__Your task__.
Complete, exact copies of all entries are needed.

__Provided records__.
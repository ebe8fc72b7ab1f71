//! Worklog duration parsing.
//!
//! Accepts the same shorthand YouTrack shows for spent time: `1w 2d 3h 30m`.
//! A working day is 8 hours and a working week is 5 days, matching the
//! server's default time-tracking settings. A bare number means minutes.

use crate::error::{Error, Result};

const MINUTES_PER_HOUR: u32 = 60;
const MINUTES_PER_DAY: u32 = 8 * MINUTES_PER_HOUR;
const MINUTES_PER_WEEK: u32 = 5 * MINUTES_PER_DAY;

/// Parse a duration such as `1h 30m`, `2d`, `90` into minutes.
///
/// # Errors
///
/// Returns `Error::InvalidInput` for empty input, unknown units, a unit
/// without a number, overflow, or a total of zero.
pub fn parse_duration(input: &str) -> Result<u32> {
    let invalid = |reason: String| Error::invalid("duration", reason);
    let compact: String = input.chars().filter(|c| !c.is_whitespace()).collect();

    if compact.is_empty() {
        return Err(invalid("duration cannot be empty".to_string()));
    }

    if compact.chars().all(|c| c.is_ascii_digit()) {
        let minutes: u32 = compact
            .parse()
            .map_err(|_| invalid(format!("'{input}' is too large")))?;
        return non_zero(minutes, input);
    }

    let mut total: u32 = 0;
    let mut number = String::new();
    for c in compact.chars() {
        if c.is_ascii_digit() {
            number.push(c);
            continue;
        }

        let unit = match c.to_ascii_lowercase() {
            'w' => MINUTES_PER_WEEK,
            'd' => MINUTES_PER_DAY,
            'h' => MINUTES_PER_HOUR,
            'm' => 1,
            other => {
                return Err(invalid(format!(
                    "unknown unit '{other}' in '{input}' (use w, d, h or m)"
                )));
            }
        };

        if number.is_empty() {
            return Err(invalid(format!("unit '{c}' without a number in '{input}'")));
        }

        let value: u32 = number
            .parse()
            .map_err(|_| invalid(format!("'{input}' is too large")))?;
        total = value
            .checked_mul(unit)
            .and_then(|v| total.checked_add(v))
            .ok_or_else(|| invalid(format!("'{input}' is too large")))?;
        number.clear();
    }

    if !number.is_empty() {
        return Err(invalid(format!(
            "trailing number without a unit in '{input}'"
        )));
    }

    non_zero(total, input)
}

fn non_zero(minutes: u32, input: &str) -> Result<u32> {
    if minutes == 0 {
        Err(Error::invalid(
            "duration",
            format!("'{input}' must be longer than zero"),
        ))
    } else {
        Ok(minutes)
    }
}

/// Render minutes as `1h 30m` using hours and minutes only.
pub fn format_minutes(minutes: u32) -> String {
    let hours = minutes / MINUTES_PER_HOUR;
    let rest = minutes % MINUTES_PER_HOUR;
    match (hours, rest) {
        (0, m) => format!("{m}m"),
        (h, 0) => format!("{h}h"),
        (h, m) => format!("{h}h {m}m"),
    }
}

#[cfg(test)]
mod tests {
    use super::*;
    use rstest::rstest;

    #[rstest]
    #[case::bare_minutes("90", 90)]
    #[case::minutes("45m", 45)]
    #[case::hours("2h", 120)]
    #[case::hours_minutes("1h 30m", 90)]
    #[case::no_space("1h30m", 90)]
    #[case::day("1d", 480)]
    #[case::week("1w", 2400)]
    #[case::everything("1w 2d 3h 4m", 2400 + 960 + 180 + 4)]
    #[case::uppercase("2H", 120)]
    #[case::repeated_unit("1h 1h", 120)]
    fn test_parse_duration(#[case] input: &str, #[case] expected: u32) {
        assert_eq!(parse_duration(input).unwrap(), expected);
    }

    #[rstest]
    #[case::empty("")]
    #[case::blank("   ")]
    #[case::zero("0")]
    #[case::zero_units("0h 0m")]
    #[case::unknown_unit("3x")]
    #[case::unit_only("h")]
    #[case::trailing_number("1h 30")]
    #[case::negative("-5m")]
    #[case::overflow("99999999999")]
    #[case::overflow_weeks("9999999w")]
    fn test_parse_duration_rejects(#[case] input: &str) {
        let err = parse_duration(input).unwrap_err();
        assert!(matches!(err, Error::InvalidInput { field: "duration", .. }));
    }

    #[rstest]
    #[case(5, "5m")]
    #[case(60, "1h")]
    #[case(90, "1h 30m")]
    #[case(480, "8h")]
    fn test_format_minutes(#[case] minutes: u32, #[case] expected: &str) {
        assert_eq!(format_minutes(minutes), expected);
    }
}
/// Execute the list command
pub async fn execute_list(
    app: &App,
    args: &ListArgs,
    project: Option<&str>,
    output_mode: OutputMode,
) -> Result<()> {
    let filter = IssueFilter {
        query: args.query.clone(),
        project: project.map(str::to_string),
        limit: args.limit,
        skip: args.skip,
    };

    let issues = app.tracker().list_issues(&filter).await?;
    tracing::debug!(count = issues.len(), "Listed issues");
    output::print_issues(&issues, output_mode)?;
    Ok(())
}

/// Execute the show command
pub async fn execute_show(app: &App, args: &ShowArgs, output_mode: OutputMode) -> Result<()> {
    let issue = app.tracker().get_issue(&IssueId::new(&args.issue_id)).await?;
    output::print_issue_details(&issue, output_mode)?;
    Ok(())
}

/// Execute the create command
pub async fn execute_create(
    app: &App,
    args: &CreateArgs,
    project: Option<&str>,
    output_mode: OutputMode,
) -> Result<()> {
    let new_issue = NewIssue {
        project: app.project_or_default(project)?,
        summary: args.summary.clone(),
        description: args.description.clone(),
        fields: (&args.fields).into(),
    };

    let issue = app.tracker().create_issue(new_issue).await?;
    tracing::info!(issue = issue.display_id(), "Created issue");

    if output_mode == OutputMode::Text {
        let config = OutputConfig::from_env();
        output::print_message(&output::success(
            &format!("Created issue {}", issue.display_id()),
            &config,
        ))?;
    }
    output::print_issue_details(&issue, output_mode)?;
    Ok(())
}

/// Execute the update command
pub async fn execute_update(app: &App, args: &UpdateArgs, output_mode: OutputMode) -> Result<()> {
    let update = IssueUpdate {
        summary: args.summary.clone(),
        description: args.description.clone(),
        fields: (&args.fields).into(),
    };
    if update.is_empty() {
        anyhow::bail!(
            "No fields to update. Use --summary, --description, --state, --priority, --assignee or --type"
        );
    }

    let id = IssueId::new(&args.issue_id);
    let issue = app.tracker().update_issue(&id, update).await?;
    tracing::info!(issue = issue.display_id(), "Updated issue");
    output::print_issue_details(&issue, output_mode)?;
    Ok(())
}

/// Execute the delete command
pub async fn execute_delete(app: &App, args: &DeleteArgs, output_mode: OutputMode) -> Result<()> {
    if !args.force {
        anyhow::bail!(
            "Refusing to delete {} without --force (deletion cannot be undone)",
            args.issue_id
        );
    }

    let id = IssueId::new(&args.issue_id);
    app.tracker().delete_issue(&id).await?;
    tracing::info!(issue = %id, "Deleted issue");
    confirm(
        &format!("Deleted issue {id}"),
        &serde_json::json!({ "deleted": id.as_str() }),
        output_mode,
    )
}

__Task solution__.
repository ebe8fc72b7ab1f71
//! Worklog duration parsing.
//!
//! Accepts the same shorthand YouTrack shows for spent time: `1w 2d 3h 30m`.
//! A working day is 8 hours and a working week is 5 days, matching the
//! server's default time-tracking settings. A bare number means minutes.

use crate::error::{Error, Result};

const MINUTES_PER_HOUR: u32 = 60;
const MINUTES_PER_DAY: u32 = 8 * MINUTES_PER_HOUR;
const MINUTES_PER_WEEK: u32 = 5 * MINUTES_PER_DAY;

/// Parse a duration such as `1h 30m`, `2d`, `90` into minutes.
///
/// # Errors
///
/// Returns `Error::InvalidInput` for empty input, unknown units, a unit
/// without a number, overflow, or a total of zero.
pub fn parse_duration(input: &str) -> Result<u32> {
    let invalid = |reason: String| Error::invalid("duration", reason);
    let compact: String = input.chars().filter(|c| !c.is_whitespace()).collect();

    if compact.is_empty() {
        return Err(invalid("duration cannot be empty".to_string()));
    }

    if compact.chars().all(|c| c.is_ascii_digit()) {
        let minutes: u32 = compact
            .parse()
            .map_err(|_| invalid(format!("'{input}' is too large")))?;
        return non_zero(minutes, input);
    }

    let mut total: u32 = 0;
    let mut number = String::new();
    for c in compact.chars() {
        if c.is_ascii_digit() {
            number.push(c);
            continue;
        }

        let unit = match c.to_ascii_lowercase() {
            'w' => MINUTES_PER_WEEK,
            'd' => MINUTES_PER_DAY,
            'h' => MINUTES_PER_HOUR,
            'm' => 1,
            other => {
                return Err(invalid(format!(
                    "unknown unit '{other}' in '{input}' (use w, d, h or m)"
                )));
            }
        };

        if number.is_empty() {
            return Err(invalid(format!("unit '{c}' without a number in '{input}'")));
        }

        let value: u32 = number
            .parse()
            .map_err(|_| invalid(format!("'{input}' is too large")))?;
        total = value
            .checked_mul(unit)
            .and_then(|v| total.checked_add(v))
            .ok_or_else(|| invalid(format!("'{input}' is too large")))?;
        number.clear();
    }

    if !number.is_empty() {
        return Err(invalid(format!(
            "trailing number without a unit in '{input}'"
        )));
    }

    non_zero(total, input)
}

fn non_zero(minutes: u32, input: &str) -> Result<u32> {
    if minutes == 0 {
        Err(Error::invalid(
            "duration",
            format!("'{input}' must be longer than zero"),
        ))
    } else {
        Ok(minutes)
    }
}

/// Render minutes as `1h 30m` using hours and minutes only.
pub fn format_minutes(minutes: u32) -> String {
    let hours = minutes / MINUTES_PER_HOUR;
    let rest = minutes % MINUTES_PER_HOUR;
    match (hours, rest) {
        (0, m) => format!("{m}m"),
        (h, 0) => format!("{h}h"),
        (h, m) => format!("{h}h {m}m"),
    }
}

#[cfg(test)]
mod tests {
    use super::*;
    use rstest::rstest;

    #[rstest]
    #[case::bare_minutes("90", 90)]
    #[case::minutes("45m", 45)]
    #[case::hours("2h", 120)]
    #[case::hours_minutes("1h 30m", 90)]
    #[case::no_space("1h30m", 90)]
    #[case::day("1d", 480)]
    #[case::week("1w", 2400)]
    #[case::everything("1w 2d 3h 4m", 2400 + 960 + 180 + 4)]
    #[case::uppercase("2H", 120)]
    #[case::repeated_unit("1h 1h", 120)]
    fn test_parse_duration(#[case] input: &str, #[case] expected: u32) {
        assert_eq!(parse_duration(input).unwrap(), expected);
    }

    #[rstest]
    #[case::empty("")]
    #[case::blank("   ")]
    #[case::zero("0")]
    #[case::zero_units("0h 0m")]
    #[case::unknown_unit("3x")]
    #[case::unit_only("h")]
    #[case::trailing_number("1h 30")]
    #[case::negative("-5m")]
    #[case::overflow("99999999999")]
    #[case::overflow_weeks("9999999w")]
    fn test_parse_duration_rejects(#[case] input: &str) {
        let err = parse_duration(input).unwrap_err();
        assert!(matches!(err, Error::InvalidInput { field: "duration", .. }));
    }

    #[rstest]
    #[case(5, "5m")]
    #[case(60, "1h")]
    #[case(90, "1h 30m")]
    #[case(480, "8h")]
    fn test_format_minutes(#[case] minutes: u32, #[case] expected: &str) {
        assert_eq!(format_minutes(minutes), expected);
    }
}
/// Execute the list command
pub async fn execute_list(
    app: &App,
    args: &ListArgs,
    project: Option<&str>,
    output_mode: OutputMode,
) -> Result<()> {
    let filter = IssueFilter {
        query: args.query.clone(),
        project: project.map(str::to_string),
        limit: args.limit,
        skip: args.skip,
    };

    let issues = app.tracker().list_issues(&filter).await?;
    tracing::debug!(count = issues.len(), "Listed issues");
    output::print_issues(&issues, output_mode)?;
    Ok(())
}

/// Execute the show command
pub async fn execute_show(app: &App, args: &ShowArgs, output_mode: OutputMode) -> Result<()> {
    let issue = app.tracker().get_issue(&IssueId::new(&args.issue_id)).await?;
    output::print_issue_details(&issue, output_mode)?;
    Ok(())
}

/// Execute the create command
pub async fn execute_create(
    app: &App,
    args: &CreateArgs,
    project: Option<&str>,
    output_mode: OutputMode,
) -> Result<()> {
    let new_issue = NewIssue {
        project: app.project_or_default(project)?,
        summary: args.summary.clone(),
        description: args.description.clone(),
        fields: (&args.fields).into(),
    };

    let issue = app.tracker().create_issue(new_issue).await?;
    tracing::info!(issue = issue.display_id(), "Created issue");

    if output_mode == OutputMode::Text {
        let config = OutputConfig::from_env();
        output::print_message(&output::success(
            &format!("Created issue {}", issue.display_id()),
            &config,
        ))?;
    }
    output::print_issue_details(&issue, output_mode)?;
    Ok(())
}

/// Execute the update command
pub async fn execute_update(app: &App, args: &UpdateArgs, output_mode: OutputMode) -> Result<()> {
    let update = IssueUpdate {
        summary: args.summary.clone(),
        description: args.description.clone(),
        fields: (&args.fields).into(),
    };
    if update.is_empty() {
        anyhow::bail!(
            "No fields to update. Use --summary, --description, --state, --priority, --assignee or --type"
        );
    }

    let id = IssueId::new(&args.issue_id);
    let issue = app.tracker().update_issue(&id, update).await?;
    tracing::info!(issue = issue.display_id(), "Updated issue");
    output::print_issue_details(&issue, output_mode)?;
    Ok(())
}

/// Execute the delete command
pub async fn execute_delete(app: &App, args: &DeleteArgs, output_mode: OutputMode) -> Result<()> {
    if !args.force {
        anyhow::bail!(
            "Refusing to delete {} without --force (deletion cannot be undone)",
            args.issue_id
        );
    }

    let id = IssueId::new(&args.issue_id);
    app.tracker().delete_issue(&id).await?;
    tracing::info!(issue = %id, "Deleted issue");
    confirm(
        &format!("Deleted issue {id}"),
        &serde_json::json!({ "deleted": id.as_str() }),
        output_mode,
    )
}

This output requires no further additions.